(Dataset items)
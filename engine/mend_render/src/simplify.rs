//! Scope-restricted simplification.
//!
//! Renders a node using only the variables available at the target site.
//! A variable occurrence outside the scope set is not a fault: it makes
//! the enclosing expression unusable, and the failure propagates upward
//! through every construct that needs it. Statement lists are the one
//! exception: a statement that cannot be simplified is dropped, and the
//! list fails only when nothing survives.

use mend_ir::{
    Name, NodeId, NodeKind, NodeRange, RenameMap, ScopeSet, StringInterner, SyntaxTree,
};

/// Simplify `id` to source text usable under `scope`, or `None` if the
/// node requires something the scope cannot provide.
///
/// `rename` rewrites donor names before the scope lookup, so a donor
/// fragment is judged against the target's variable universe.
pub fn simplify(
    tree: &SyntaxTree,
    interner: &StringInterner,
    id: NodeId,
    scope: &ScopeSet,
    rename: Option<&RenameMap>,
) -> Option<String> {
    let simplifier = Simplifier {
        tree,
        interner,
        scope,
        rename,
    };
    simplifier.node(id)
}

struct Simplifier<'a> {
    tree: &'a SyntaxTree,
    interner: &'a StringInterner,
    scope: &'a ScopeSet,
    rename: Option<&'a RenameMap>,
}

impl Simplifier<'_> {
    /// A variable use: rename, then require the resolved name in scope.
    fn var_use(&self, name: Name) -> Option<String> {
        let resolved = match self.rename {
            Some(map) => map.resolve(name).unwrap_or(name),
            None => name,
        };
        if self.scope.contains(resolved) {
            Some(self.interner.lookup(resolved).to_string())
        } else {
            None
        }
    }

    /// A declared name introduces its variable; rename but never reject.
    fn declared(&self, name: Name) -> String {
        let resolved = match self.rename {
            Some(map) => map.resolve(name).unwrap_or(name),
            None => name,
        };
        self.interner.lookup(resolved).to_string()
    }

    /// Simplify every statement of a list, dropping the ones that fail.
    /// Fails when nothing survives.
    fn stmt_list(&self, range: NodeRange) -> Option<String> {
        let mut out = String::new();
        let mut kept = 0usize;
        for &stmt in self.tree.list(range) {
            if let Some(text) = self.node(stmt) {
                out.push_str(&text);
                out.push('\n');
                kept += 1;
            }
        }
        if kept == 0 {
            None
        } else {
            Some(out)
        }
    }

    /// An optional slot: absent is fine, present must simplify.
    fn optional(&self, id: NodeId) -> Option<Option<String>> {
        if id.is_valid() {
            self.node(id).map(Some)
        } else {
            Some(None)
        }
    }

    fn node(&self, id: NodeId) -> Option<String> {
        match *self.tree.kind(id) {
            NodeKind::Block { stmts } => {
                let body = self.stmt_list(stmts)?;
                Some(format!("{{\n{body}}}"))
            }
            NodeKind::If {
                cond,
                then_branch,
                else_branch,
            } => {
                let cond = self.node(cond)?;
                let then_text = self.node(then_branch)?;
                match self.optional(else_branch)? {
                    Some(else_text) => {
                        Some(format!("if ({cond}) {then_text} else {else_text}"))
                    }
                    None => Some(format!("if ({cond}) {then_text}")),
                }
            }
            NodeKind::Switch {
                discriminant,
                body,
            } => {
                let d = self.node(discriminant)?;
                let body = self.stmt_list(body)?;
                Some(format!("switch ({d}) {{\n{body}}}"))
            }
            NodeKind::SwitchCase { label } => match self.optional(label)? {
                Some(label) => Some(format!("case {label}:")),
                None => Some("default:".to_string()),
            },
            NodeKind::While { cond, body } => {
                let cond = self.node(cond)?;
                let body = self.node(body)?;
                Some(format!("while ({cond}) {body}"))
            }
            NodeKind::For {
                init,
                cond,
                step,
                body,
            } => {
                let init = self.optional(init)?.unwrap_or_default();
                let cond = self.optional(cond)?.unwrap_or_default();
                let step = self.optional(step)?.unwrap_or_default();
                let body = self.node(body)?;
                Some(format!("for ({init}; {cond}; {step}) {body}"))
            }
            NodeKind::Return { value } => match self.optional(value)? {
                Some(value) => Some(format!("return {value};")),
                None => Some("return;".to_string()),
            },
            NodeKind::Throw { value } => {
                let value = self.node(value)?;
                Some(format!("throw {value};"))
            }
            NodeKind::Break => Some("break;".to_string()),
            NodeKind::Continue => Some("continue;".to_string()),
            NodeKind::VarDecl { ty, name, init } => {
                let ty = self.interner.lookup(ty);
                let name = self.declared(name);
                match self.optional(init)? {
                    Some(init) => Some(format!("{ty} {name} = {init};")),
                    None => Some(format!("{ty} {name};")),
                }
            }
            NodeKind::ExprStmt { expr } => {
                let expr = self.node(expr)?;
                Some(format!("{expr};"))
            }
            NodeKind::Ident(name) => self.var_use(name),
            NodeKind::IntLit(v) => Some(v.to_string()),
            NodeKind::FloatLit(bits) => Some(f64::from_bits(bits).to_string()),
            NodeKind::BoolLit(v) => Some(if v { "true" } else { "false" }.to_string()),
            NodeKind::StrLit(s) => Some(format!("\"{}\"", self.interner.lookup(s))),
            NodeKind::CharLit(c) => Some(format!("'{c}'")),
            NodeKind::NullLit => Some("null".to_string()),
            NodeKind::Assign { target, value } => {
                let target = self.node(target)?;
                let value = self.node(value)?;
                Some(format!("{target} = {value}"))
            }
            NodeKind::Binary { op, left, right } => {
                let left = self.node(left)?;
                let right = self.node(right)?;
                Some(format!("{left} {} {right}", op.as_symbol()))
            }
            NodeKind::Unary { op, operand } => {
                let operand = self.node(operand)?;
                Some(format!("{}{operand}", op.as_symbol()))
            }
            NodeKind::Call {
                receiver,
                method,
                args,
            } => {
                let mut out = String::new();
                if receiver.is_valid() {
                    out.push_str(&self.node(receiver)?);
                    out.push('.');
                }
                out.push_str(self.interner.lookup(method));
                out.push('(');
                for (i, &arg) in self.tree.list(args).iter().enumerate() {
                    if i > 0 {
                        out.push_str(", ");
                    }
                    out.push_str(&self.node(arg)?);
                }
                out.push(')');
                Some(out)
            }
            NodeKind::FieldAccess { receiver, field } => {
                let receiver = self.node(receiver)?;
                Some(format!("{receiver}.{}", self.interner.lookup(field)))
            }
            NodeKind::Index { receiver, index } => {
                let receiver = self.node(receiver)?;
                let index = self.node(index)?;
                Some(format!("{receiver}[{index}]"))
            }
            NodeKind::Conditional {
                cond,
                then_expr,
                else_expr,
            } => {
                let cond = self.node(cond)?;
                let then_expr = self.node(then_expr)?;
                let else_expr = self.node(else_expr)?;
                Some(format!("{cond} ? {then_expr} : {else_expr}"))
            }
        }
    }
}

**TASK BRIEF:** Among the lines above, tally those containing the string "target" and give only the result.

**SOLVED EXERCISE:** 5